À ce mot de rhopographie qu’il croyait désigner un genre, Welcker[8] opposait le mot de mégalographie qui se rencontre dans Vitruve. « Les anciens, dit l’architecte latin, se mirent ensuite à orner de paysages variés les longues galeries ; ils choisirent, pour les représenter, des lieux remarquables par quelque particularité ; en effet on peint des ports, des promontoires, des rivages, des fleuves, des montagnes, des détroits, des temples, des bois, des troupeaux, des pasteurs ; de même en quelques endroits, les anciens employèrent une mégalographie qui représentait les images des dieux ou des mythes se développant avec ordre, par exemple les combats de Troie ou les aventures d’Ulysse[9]. » Il nous semble que dans ce passage la mégalographie désigne une peinture qui représente, en plusieurs scènes, de grands événements, une peinture semblable aux peintures esquilines par opposition à la peinture des sujets isolés ou à celle de paysage, non par opposition aux tableaux de Piraïcus qui représentaient des échoppes, des étals de marchands ou des animaux. La mégalographie ne serait pas plus notre grande peinture que la rhopographie ne serait notre peinture de genre ou de nature morte.
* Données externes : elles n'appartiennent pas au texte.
//! The upstream course page and the steps needed to reveal its listing.
//!
//! The listing lives in an iframe and only shows the courses of the
//! participant category picked in a `<select>`. Picking a category posts the
//! frame back, so after changing it we wait for the frame to reload before
//! reading anything.

use crate::browser::{BrowserDriver, PageLease, SessionManager};
use crate::dom::{snapshot_script, ListingSnapshot, LISTING_SELECTOR};
use crate::error::ScrapeError;
use std::time::Duration;
use tokio::time::Instant;
use tracing::{debug, info, warn};

pub const DEFAULT_URL: &str = "https://www.unoeste.br/semanas/2025/37infoeste/CursosPalestras";

/// Property set on the frame's window before selecting a category. A fresh
/// document after the post-back no longer has it.
const RELOAD_MARKER: &str = "__infoesteCategoryMarker";

/// Where the listing is and how long each step may take.
#[derive(Debug, Clone)]
pub struct PageContract {
    pub url: String,
    pub frame_selector: String,
    pub category_selector: String,
    /// Option value of the participant category whose courses are listed
    pub category_value: String,
    pub navigation_timeout: Duration,
    pub frame_timeout: Duration,
    pub category_timeout: Duration,
    /// Time allowed for the frame to reload after a category change
    pub settle_timeout: Duration,
    pub listing_timeout: Duration,
    pub script_timeout: Duration,
    pub poll_interval: Duration,
}

impl Default for PageContract {
    fn default() -> Self {
        Self {
            url: DEFAULT_URL.to_string(),
            frame_selector: "#iframeAtividades".to_string(),
            category_selector: "#ddlCat".to_string(),
            category_value: "4384".to_string(),
            navigation_timeout: Duration::from_secs(30),
            frame_timeout: Duration::from_secs(10),
            category_timeout: Duration::from_secs(10),
            settle_timeout: Duration::from_secs(15),
            listing_timeout: Duration::from_secs(10),
            script_timeout: Duration::from_secs(10),
            poll_interval: Duration::from_millis(250),
        }
    }
}

/// The course page, loaded and leased to the caller.
pub struct CoursePage<'a, D: BrowserDriver> {
    lease: PageLease<'a, D>,
    contract: &'a PageContract,
}

impl<'a, D: BrowserDriver> CoursePage<'a, D> {
    /// Navigates (or reloads) the upstream page.
    pub async fn open(
        session: &'a SessionManager<D>,
        contract: &'a PageContract,
    ) -> Result<Self, ScrapeError> {
        let lease = session
            .navigate_to(&contract.url, contract.navigation_timeout)
            .await?;
        Ok(Self { lease, contract })
    }

    /// Waits for the frame, then selects the participant category.
    pub async fn prepare(&self) -> Result<(), ScrapeError> {
        self.wait_for_frame().await?;
        self.select_category().await
    }

    pub async fn wait_for_frame(&self) -> Result<(), ScrapeError> {
        let contract = self.contract;
        self.lease
            .wait_for_selector(&contract.frame_selector, contract.frame_timeout)
            .await
    }

    pub async fn select_category(&self) -> Result<(), ScrapeError> {
        let contract = self.contract;

        let present = presence_script(&contract.frame_selector, &contract.category_selector);
        if !self.poll(&present, contract.category_timeout).await {
            return Err(ScrapeError::PageNotReady {
                message: format!(
                    "element {} not found in frame {}",
                    contract.category_selector, contract.frame_selector
                ),
            });
        }

        let selected = self
            .lease
            .evaluate(&self.select_script(), contract.script_timeout)
            .await?;
        if selected != serde_json::Value::Bool(true) {
            return Err(ScrapeError::PageNotReady {
                message: format!(
                    "option {} not available in {}",
                    contract.category_value, contract.category_selector
                ),
            });
        }

        if !self.poll(&self.settle_script(), contract.settle_timeout).await {
            return Err(ScrapeError::timeout(
                format!(
                    "waiting for the listing to reload after selecting category {}",
                    contract.category_value
                ),
                contract.settle_timeout,
            ));
        }

        info!(category = %contract.category_value, "Category selected");
        Ok(())
    }

    /// Reads the listing; `None` when its container never appeared.
    pub async fn read_listing(&self) -> Result<Option<ListingSnapshot>, ScrapeError> {
        let contract = self.contract;

        let present = presence_script(&contract.frame_selector, LISTING_SELECTOR);
        if !self.poll(&present, contract.listing_timeout).await {
            warn!(
                timeout_secs = contract.listing_timeout.as_secs_f64(),
                "Listing container did not appear"
            );
        }

        let script = snapshot_script(Some(&contract.frame_selector));
        let snapshot: Option<ListingSnapshot> = self
            .lease
            .evaluate_json(&script, contract.script_timeout)
            .await?;

        if let Some(listing) = &snapshot {
            debug!(
                groups = listing.groups.len(),
                rows = listing.row_count(),
                "Listing snapshot taken"
            );
        }
        Ok(snapshot)
    }

    /// Evaluates `script` until it returns `true` or `timeout` elapses.
    ///
    /// Evaluation errors count as "not yet": the frame document is replaced
    /// while it reloads.
    async fn poll(&self, script: &str, timeout: Duration) -> bool {
        let deadline = Instant::now() + timeout;
        loop {
            match self.lease.evaluate(script, self.contract.script_timeout).await {
                Ok(serde_json::Value::Bool(true)) => return true,
                Ok(_) => {}
                Err(e) => debug!(error = %e, "Page check failed, retrying"),
            }

            if Instant::now() + self.contract.poll_interval > deadline {
                return false;
            }
            tokio::time::sleep(self.contract.poll_interval).await;
        }
    }

    fn select_script(&self) -> String {
        let contract = self.contract;
        let frame = js_string(&contract.frame_selector);
        let select = js_string(&contract.category_selector);
        let value = js_string(&contract.category_value);

        format!(
            r#"(() => {{
    const frame = document.querySelector({frame});
    const win = frame && frame.contentWindow;
    if (!win) {{
        throw new Error('frame ' + {frame} + ' is not accessible');
    }}
    const select = win.document.querySelector({select});
    if (!select || !Array.from(select.options).some((o) => o.value === {value})) {{
        return false;
    }}
    win.{RELOAD_MARKER} = true;
    select.value = {value};
    select.dispatchEvent(new Event('change', {{ bubbles: true }}));
    return true;
}})()"#
        )
    }

    fn settle_script(&self) -> String {
        let frame = js_string(&self.contract.frame_selector);

        format!(
            r#"(() => {{
    const frame = document.querySelector({frame});
    if (!frame || !frame.contentWindow) {{
        return false;
    }}
    try {{
        const win = frame.contentWindow;
        return win.{RELOAD_MARKER} !== true && win.document.readyState === 'complete';
    }} catch (e) {{
        return false;
    }}
}})()"#
        )
    }
}

/// True once `selector` matches inside the frame's document.
fn presence_script(frame_selector: &str, selector: &str) -> String {
    let frame = js_string(frame_selector);
    let selector = js_string(selector);

    format!(
        r#"(() => {{
    const frame = document.querySelector({frame});
    const doc = frame && frame.contentDocument;
    return !!(doc && doc.querySelector({selector}));
}})()"#
    )
}

fn js_string(value: &str) -> String {
    serde_json::Value::from(value).to_string()
}

#[cfg(test)]
mod tests {
    use super::*;
    use crate::browser::testing::{FakeBrowser, FakeDriver};
    use crate::browser::BrowserConfig;
    use crate::dom::fixtures::LISTING_PAGE;
    use std::sync::Arc;

    fn fast_contract() -> PageContract {
        PageContract {
            frame_timeout: Duration::from_millis(100),
            category_timeout: Duration::from_millis(100),
            settle_timeout: Duration::from_millis(100),
            listing_timeout: Duration::from_millis(100),
            poll_interval: Duration::from_millis(10),
            ..PageContract::default()
        }
    }

    fn session(browser: &Arc<FakeBrowser>) -> SessionManager<FakeDriver> {
        SessionManager::new(FakeDriver(Arc::clone(browser)), BrowserConfig::default())
    }

    #[tokio::test]
    async fn test_reads_listing_after_selecting_category() {
        let browser = FakeBrowser::new();
        browser.set_listing_html(LISTING_PAGE);
        let session = session(&browser);
        let contract = fast_contract();

        let page = CoursePage::open(&session, &contract).await.unwrap();
        page.prepare().await.unwrap();
        let listing = page.read_listing().await.unwrap().unwrap();

        assert_eq!(listing.groups.len(), 2);
        assert_eq!(browser.navigations(), vec![DEFAULT_URL]);
    }

    #[tokio::test]
    async fn test_missing_category_option() {
        let browser = FakeBrowser::new();
        browser.remove("\"4384\"");
        let session = session(&browser);
        let contract = fast_contract();

        let page = CoursePage::open(&session, &contract).await.unwrap();
        let err = page.prepare().await.unwrap_err();

        assert_eq!(
            err,
            ScrapeError::PageNotReady {
                message: "option 4384 not available in #ddlCat".to_string()
            }
        );
    }

    #[tokio::test]
    async fn test_missing_category_selector() {
        let browser = FakeBrowser::new();
        browser.remove("#ddlCat");
        let session = session(&browser);
        let contract = fast_contract();

        let page = CoursePage::open(&session, &contract).await.unwrap();
        let err = page.select_category().await.unwrap_err();

        assert!(err.to_string().contains("#ddlCat not found in frame"));
    }

    #[tokio::test]
    async fn test_missing_frame_times_out() {
        let browser = FakeBrowser::new();
        browser.remove("#iframeAtividades");
        let session = session(&browser);
        let contract = fast_contract();

        let page = CoursePage::open(&session, &contract).await.unwrap();
        let err = page.prepare().await.unwrap_err();

        assert!(matches!(err, ScrapeError::NavigationTimeout { .. }));
    }

    #[tokio::test]
    async fn test_absent_listing_reads_as_none() {
        let browser = FakeBrowser::new();
        browser.remove("#listaHorarios");
        let session = session(&browser);
        let contract = fast_contract();

        let page = CoursePage::open(&session, &contract).await.unwrap();
        assert_eq!(page.read_listing().await.unwrap(), None);
    }

    #[tokio::test]
    async fn test_undecodable_snapshot() {
        let browser = FakeBrowser::new();
        browser.set_listing_json("{\"groups\": 7}");
        let session = session(&browser);
        let contract = fast_contract();

        let page = CoursePage::open(&session, &contract).await.unwrap();
        let err = page.read_listing().await.unwrap_err();

        assert!(matches!(err, ScrapeError::Script { .. }));
    }

    #[test]
    fn test_scripts_quote_selectors() {
        let script = presence_script("#iframeAtividades", "#ddl'Cat");
        assert!(script.contains(r##"document.querySelector("#iframeAtividades")"##));
        assert!(script.contains(r##"doc.querySelector("#ddl'Cat")"##));
    }
}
Question de mots après tout ! car quel que soit le terme dont les anciens se sont servis pour désigner les tableaux de nature morte, il n’est pas dou- teux qu’ils aient connu ce genre de peinture. Les murs d’Herculanum et de Pompéi, comme cette description de Philostrate, en font foi. Nous avons essayé, dans l’introduction, de dire en quoi le tableau décrit par Philostrate diffère des peintures analogues de la Campanie ; nous ne reviendrons pas sur ce sujet.


Pélops sur son char.
(D’après un scarabée en cornaline conservé à la Bibliothèque nation. Cat. Chabouillet, no 1390). Voir page 348.
  1. Suivant qu’on fait venir ce mot de ῥωπος ou de ῥῶπες. Cf. Etym. M. Welcker ad Philostratum, p. 396 et les textes réunis par Jahn, Darstellungen des Handwerks und Handsverkehrs.
  2. Anth. pal., VI, 355, ῥωπικà γραψαμένα.
  3. Ad Atticum, XV, 16.
  4. Cf. Jahn, ouvrage cité.
  5. Pl, H. N. V, 35, 37.
  6. Artes sordidæ (Cic., De off., I, 42, 15 ; Sen., epp. 38, 21).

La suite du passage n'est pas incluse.